Rocky Road
June 2nd, 2021 is Rocky Road Day. Who knew? And who comes up with these things? But am I going to complain about a day dedicated to the eating of Rocky Road desserts? That would be a no. All the no’s!
The Rocky Road dessert was first created in Australia in 1853 and referenced the rocky road travelers used to access the goldfields. The dessert was made of chocolate, nuts, and marshmallows and looked like a bumpy road filled with rocks and potholes. Later came the ice cream. Yum. What a great way to turn a rocky road around, right?
Sometimes we encounter a rocky road in our love relationship. It’s not unusual. Every relationship will eventually be tested. So what do we do when those tumultuous times hit? I sure don’t know everything, but I’ve learned some things about rocky roads in my thirty-eight years with my husband, Bobby. Trust me, if we do this right (as much as is humanly possible that is), our relationships can be even better on the other side. Soon, you’ll see that the road has been paved smooth. Here are my tried and true tips:
Respond
Reactivity is not your friend. Reacting means you’re making decisions based on your mood or the situation. And we often say things we don’t mean and make things much worse, right? Instead, think first then respond in a way that demonstrates respect for yourself and your partner.
Stay
Remember, when someone is hurting, they need to know you love them even if you’re ticked. Defensive behavior doesn’t solve anything and makes the rocky road rockier. Your partner won’t listen to your reasoning until they know that you care. Fight the urge to retreat. You can’t influence the situation if you leave. It’s OK to ask for a time out if your emotions are getting the best of you, but make sure that you convey your love first. Then, please don’t put it off too soon or use the time out as a way to give your partner the cold shoulder.
Listen
Stop and listen. Ask clarifying questions in a neutral tone, then listen without interrupting. You don’t have to agree with everything your partner says to understand what they’re feeling and conveying to you. Sometimes, when Bobby’s making his points, I’m focusing on my counterpoints. Don’t. Do. This. I’m rolling my eyes at myself.
I’ve found a better way; perhaps it will work for you.

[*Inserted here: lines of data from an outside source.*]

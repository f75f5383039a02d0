use wgpu;

pub fn create_color_texture(
    device: &wgpu::Device,
    label: &str,
    width: u32,
    height: u32,
    format: wgpu::TextureFormat,
    usage: wgpu::TextureUsages,
) -> (wgpu::Texture, wgpu::TextureView) {
    create_multisampled_texture(device, label, width, height, format, usage, 1)
}

pub fn create_multisampled_texture(
    device: &wgpu::Device,
    label: &str,
    width: u32,
    height: u32,
    format: wgpu::TextureFormat,
    usage: wgpu::TextureUsages,
    sample_count: u32,
) -> (wgpu::Texture, wgpu::TextureView) {
    let tex = device.create_texture(&wgpu::TextureDescriptor {
        label: Some(label),
        size: wgpu::Extent3d {
            width,
            height,
            depth_or_array_layers: 1,
        },
        mip_level_count: 1,
        sample_count,
        dimension: wgpu::TextureDimension::D2,
        format,
        usage,
        view_formats: &[],
    });
    let view = tex.create_view(&wgpu::TextureViewDescriptor::default());
    (tex, view)
}

/// Upload a tightly packed RGBA8 image as an sRGB 2D texture.
pub fn create_rgba_texture(
    device: &wgpu::Device,
    queue: &wgpu::Queue,
    label: &str,
    width: u32,
    height: u32,
    rgba: &[u8],
) -> (wgpu::Texture, wgpu::TextureView) {
    let (tex, view) = create_color_texture(
        device,
        label,
        width,
        height,
        wgpu::TextureFormat::Rgba8UnormSrgb,
        wgpu::TextureUsages::TEXTURE_BINDING | wgpu::TextureUsages::COPY_DST,
    );
    write_level(queue, &tex, 0, 0, width, height, rgba);
    (tex, view)
}

fn write_level(
    queue: &wgpu::Queue,
    tex: &wgpu::Texture,
    mip_level: u32,
    layer: u32,
    width: u32,
    height: u32,
    rgba: &[u8],
) {
    queue.write_texture(
        wgpu::TexelCopyTextureInfo {
            texture: tex,
            mip_level,
            origin: wgpu::Origin3d {
                x: 0,
                y: 0,
                z: layer,
            },
            aspect: wgpu::TextureAspect::All,
        },
        rgba,
        wgpu::TexelCopyBufferLayout {
            offset: 0,
            bytes_per_row: Some(4 * width),
            rows_per_image: Some(height),
        },
        wgpu::Extent3d {
            width,
            height,
            depth_or_array_layers: 1,
        },
    );
}

/// Halve a square RGBA8 image with a 2x2 box filter.
pub fn downsample_rgba(size: u32, rgba: &[u8]) -> Vec<u8> {
    let half = (size / 2).max(1);
    let src = size as usize;
    let mut out = vec![0u8; (half * half * 4) as usize];
    for y in 0..half as usize {
        for x in 0..half as usize {
            for c in 0..4 {
                let mut sum = 0u32;
                for (dx, dy) in [(0, 0), (1, 0), (0, 1), (1, 1)] {
                    let sx = (x * 2 + dx).min(src - 1);
                    let sy = (y * 2 + dy).min(src - 1);
                    sum += rgba[(sy * src + sx) * 4 + c] as u32;
                }
                out[(y * half as usize + x) * 4 + c] = (sum / 4) as u8;
            }
        }
    }
    out
}

/// Build a mipmapped sRGB cube texture from six square faces
/// (+X, -X, +Y, -Y, +Z, -Z). Returns the cube view and its highest mip level.
pub fn create_cube_texture(
    device: &wgpu::Device,
    queue: &wgpu::Queue,
    size: u32,
    faces: &[Vec<u8>],
) -> (wgpu::Texture, wgpu::TextureView, u32) {
    let mip_level_count = 32 - size.max(1).leading_zeros();
    let tex = device.create_texture(&wgpu::TextureDescriptor {
        label: Some("environment_cube"),
        size: wgpu::Extent3d {
            width: size,
            height: size,
            depth_or_array_layers: 6,
        },
        mip_level_count,
        sample_count: 1,
        dimension: wgpu::TextureDimension::D2,
        format: wgpu::TextureFormat::Rgba8UnormSrgb,
        usage: wgpu::TextureUsages::TEXTURE_BINDING | wgpu::TextureUsages::COPY_DST,
        view_formats: &[],
    });
    for (layer, face) in faces.iter().enumerate().take(6) {
        let mut level_size = size;
        let mut data = face.clone();
        for mip in 0..mip_level_count {
            write_level(queue, &tex, mip, layer as u32, level_size, level_size, &data);
            if level_size > 1 {
                data = downsample_rgba(level_size, &data);
                level_size /= 2;
            }
        }
    }
    let view = tex.create_view(&wgpu::TextureViewDescriptor {
        label: Some("environment_cube_view"),
        dimension: Some(wgpu::TextureViewDimension::Cube),
        ..Default::default()
    });
    (tex, view, mip_level_count - 1)
}

pub fn make_post_pipeline(
    device: &wgpu::Device,
    layout: &wgpu::PipelineLayout,
    shader: &wgpu::ShaderModule,
    frag_entry: &str,
    color_format: wgpu::TextureFormat,
    blend: Option<wgpu::BlendState>,
) -> wgpu::RenderPipeline {
    device.create_render_pipeline(&wgpu::RenderPipelineDescriptor {
        label: Some("post_pipeline"),
        layout: Some(layout),
        vertex: wgpu::VertexState {
            module: shader,
            entry_point: Some("vs_fullscreen"),
            buffers: &[],
            compilation_options: wgpu::PipelineCompilationOptions::default(),
        },
        primitive: wgpu::PrimitiveState::default(),
        depth_stencil: None,
        multisample: wgpu::MultisampleState::default(),
        fragment: Some(wgpu::FragmentState {
            module: shader,
            entry_point: Some(frag_entry),
            targets: &[Some(wgpu::ColorTargetState {
                format: color_format,
                blend,
                write_mask: wgpu::ColorWrites::ALL,
            })],
            compilation_options: wgpu::PipelineCompilationOptions::default(),
        }),
        cache: None,
        multiview: None,
    })
}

I take a quick note of Bobby’s key points. This technique helps me to wait, focus and understand him, and gives me a point of reference if I want to clarify something. It frees him to talk until he’s done without interruption, and let’s him know that I’m getting it. Bobby knows this as my way now and trusts that it works for us. If you decide to try it, just mention why you’re doing it so it’s not distracting or intimidating.
Share
Share your opinion, pain, and view of the situation. But, don’t attack – even if they did. Try to use neutral, or even better, loving language. And you don’t have to counterpoint every one of their points to make yours (talking to myself here). Instead, please talk about the situation and how it impacts you and the relationship.
“It’s Always Your Turn”
The first time I heard this statement, it came from my husband’s mouth. He lives it. Sometimes I’ve come with guns blazing, and he responds with humble words, a gentle voice, and a submissive attitude. And he’s so quick to apologize – even when I’m more at fault. He’s a very manly man, and submission doesn’t come easy. But he models it, and we’ve both learned submission in marriage is critical. One of my favorite speakers, Andy Stanley, states it like this: “Christian marriage is a submission competition. A race to the back of the line.” Andy took this from Ephesians 5:1, “Submit to one another out of reverence for Christ.” It just speaks to the fact that we should be mutually respectful.
If you follow these principles, you’ll turn around one day like us and find that the road has been paved smooth. Back to green light racing!!
Whoo-hoo! Let’s celebrate your coming success with my Rocky Road Cookie Bars! Or use them as a make-up offering. Ha!
A song worth listening to: “Part Of Me”
This song is from the Tedeschi Trucks Band, a Grammy-award-winning blues & rock band led by married couple Susan Tedeschi and Derek Trucks. For their first years together, they played in separate bands, then merged in 2010 to spend more time together and parent better. They’ve had some rocky roads. Susan wrote this song, and said about the merger, “I mean, we both were a little nervous. But if anything, we actually like each other better being around each other. We realized that because we’ve been on the road so much [of] our lives, it was nice to not be on the phone so much and actually just be [together] in person.”
2 Comments
Teresa StEsprit
Tks for the advice we are learning that one finishing before the other one speaks rocky road is good loving way to put it
Lori
That’s a great relationship tip, Teresa. Simple to say, but oh so hard to do sometimes. Thank you!